U.S. regulators will inject risk into the derivatives market if they don't take more time to coordinate Dodd-Frank Act rules with their overseas counterparts, six Democratic senators said.
The Commodity Futures Trading Commission (CFTC), facing a July 12 deadline to determine the overseas reach of its rules, should take additional time to coordinate oversight with other regulators, the senators said in a letter yesterday to Treasury Secretary Jacob J. Lew.
“Creating an overly complicated compliance system for market participants will result in conflicting, duplicative or inconsistent rules that could foster new and unforeseen risks and lead to international regulatory arbitrage,” the senators said. “More time is needed for domestic harmonization and sequencing with regulations that occur abroad.”
The letter was signed by Kirsten Gillibrand of New York, Tom Carper of Delaware, Kay Hagan of North Carolina, Heidi Heitkamp of North Dakota, Michael Bennet of Colorado, and Charles Schumer of New York.
Steve Adamske, the CFTC spokesman, and Suzanne Elio, Treasury Department spokeswoman, both declined to comment.
The guidance would govern the reach of rules affecting Goldman Sachs Group Inc., JPMorgan Chase & Co., Barclays Plc, and other banks, hedge funds, and companies in the $633 trillion global swaps market.
The international reach of the CFTC swap trading requirements has been one of the most controversial elements of the agency's Dodd-Frank Act rules, prompting opposition from financial companies including Goldman Sachs and Barclays.
Democratic Senators Sherrod Brown of Ohio, Carl Levin of Michigan, Tom Harkin of Iowa, Elizabeth Warren of Massachusetts, Jeff Merkley of Oregon, and Dianne Feinstein of California in May urged the CFTC to strengthen the reach of its rules.
“If anything, the CFTC should be going further,” Warren said in a telephone interview today. “If the last piece is a loophole that lets any company operate through guaranteed affiliates using a post office box in some foreign jurisdiction, then it undercuts everything we've done.”

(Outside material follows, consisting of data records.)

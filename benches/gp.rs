use bayesopt::prelude::*;
use bayesopt::proposal;
use criterion::{BenchmarkId, Criterion, criterion_group, criterion_main};

fn make_domain(dims: usize) -> Domain {
    let mut builder = Domain::builder();
    for i in 0..dims {
        builder = builder.continuous(format!("x{i}"), -5.0, 5.0);
    }
    builder.build().unwrap()
}

/// Latin-hypercube training set in unit coordinates, scored with a sphere
/// centered on the middle of the cube.
fn training_data(domain: &Domain, n: usize) -> (Vec<Vec<f64>>, Vec<f64>) {
    let mut rng = fastrand::Rng::with_seed(42);
    let x: Vec<Vec<f64>> = domain
        .sample_latin_hypercube(&mut rng, n)
        .iter()
        .map(|pars| domain.normalize(pars).unwrap())
        .collect();
    let y: Vec<f64> = x
        .iter()
        .map(|row| -row.iter().map(|u| (u - 0.5).powi(2)).sum::<f64>())
        .collect();
    (x, y)
}

fn bench_gp_fit(c: &mut Criterion) {
    let mut group = c.benchmark_group("gp_fit");
    group.sample_size(10);

    let domain = make_domain(4);
    for n in [25, 50, 100] {
        let (x, y) = training_data(&domain, n);
        group.bench_with_input(BenchmarkId::new("observations", n), &(x, y), |b, (x, y)| {
            b.iter(|| GaussianProcess::fit(x, y, &SurrogateConfig::default()).unwrap());
        });
    }
    group.finish();
}

fn bench_gp_fit_tuned(c: &mut Criterion) {
    let mut group = c.benchmark_group("gp_fit_tuned");
    group.sample_size(10);

    let config = SurrogateConfig {
        tuning: Tuning::MarginalLikelihood,
        ..SurrogateConfig::default()
    };
    for dims in [2, 6] {
        let domain = make_domain(dims);
        let (x, y) = training_data(&domain, 40);
        group.bench_with_input(BenchmarkId::new("dims", dims), &(x, y), |b, (x, y)| {
            b.iter(|| GaussianProcess::fit(x, y, &config).unwrap());
        });
    }
    group.finish();
}

fn bench_gp_predict(c: &mut Criterion) {
    let domain = make_domain(4);
    let (x, y) = training_data(&domain, 100);
    let gp = GaussianProcess::fit(&x, &y, &SurrogateConfig::default()).unwrap();

    let mut rng = fastrand::Rng::with_seed(7);
    let queries: Vec<Vec<f64>> = (0..256)
        .map(|_| (0..4).map(|_| rng.f64()).collect())
        .collect();

    c.bench_function("gp_predict_256", |b| {
        b.iter(|| {
            queries
                .iter()
                .map(|q| {
                    let (mean, variance) = gp.predict(q);
                    mean + variance
                })
                .sum::<f64>()
        });
    });
}

fn bench_propose(c: &mut Criterion) {
    let mut group = c.benchmark_group("propose");
    group.sample_size(10);

    let domain = make_domain(4);
    let (x, y) = training_data(&domain, 50);
    let gp = GaussianProcess::fit(&x, &y, &SurrogateConfig::default()).unwrap();
    let incumbent = y
        .iter()
        .enumerate()
        .max_by(|a, b| a.1.total_cmp(b.1))
        .map(|(i, _)| x[i].clone())
        .unwrap();

    for batch in [1, 4] {
        group.bench_with_input(BenchmarkId::new("batch", batch), &batch, |b, &batch| {
            b.iter(|| {
                let mut rng = fastrand::Rng::with_seed(42);
                proposal::propose(
                    &gp,
                    Acquisition::expected_improvement(),
                    &domain,
                    batch,
                    Some(&incumbent),
                    &SearchConfig::default(),
                    &mut rng,
                )
                .unwrap()
            });
        });
    }
    group.finish();
}

fn bench_full_run(c: &mut Criterion) {
    let mut group = c.benchmark_group("full_run");
    group.sample_size(10);

    for dims in [2, 6] {
        group.bench_with_input(BenchmarkId::new("dims", dims), &dims, |b, &dims| {
            b.iter(|| {
                let mut opt = BayesOpt::builder(make_domain(dims))
                    .init_points(5)
                    .iterations(10)
                    .seed(42)
                    .build()
                    .unwrap();
                opt.run(|pars: &Pars| {
                    let sum: f64 = (0..dims)
                        .map(|i| pars[format!("x{i}").as_str()].as_f64().powi(2))
                        .sum();
                    Ok::<_, Error>(-sum)
                })
                .unwrap();
            });
        });
    }
    group.finish();
}

criterion_group!(
    benches,
    bench_gp_fit,
    bench_gp_fit_tuned,
    bench_gp_predict,
    bench_propose,
    bench_full_run
);
criterion_main!(benches);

CFTC Chairman Gary Gensler said June 25 that his agency should push through its cross-border derivatives guidance by July 12 and opposed a proposal from a fellow Democrat on the commission, Mark Wetjen, for “interim final guidance” that could be amended based on industry and public feedback.
“It means delay, and I think we've had a year to do this,” Gensler told reporters after testifying before a Senate Appropriations subcommittee in Washington. “The American public should hold us to task if we can't get this done by July 12. They should say, 'Why does it take so long, and are we doing too much to accommodate Wall Street?'”
Jill E. Sommers, a Republican CFTC commissioner, released a statement yesterday defending Wetjen's position and criticizing Gensler's contention that efforts to delay rules are meant to undermine Dodd-Frank, the regulatory overhaul enacted in response to the 2008 credit crisis.
“No one has ever accused Gary Gensler of being reasonable,” Sommers said in her statement. “I may not totally agree with it, but Commissioner Wetjen has put a reasonable proposal on the table that would achieve multiple goals. He understands the importance of working in good faith with other global regulators.”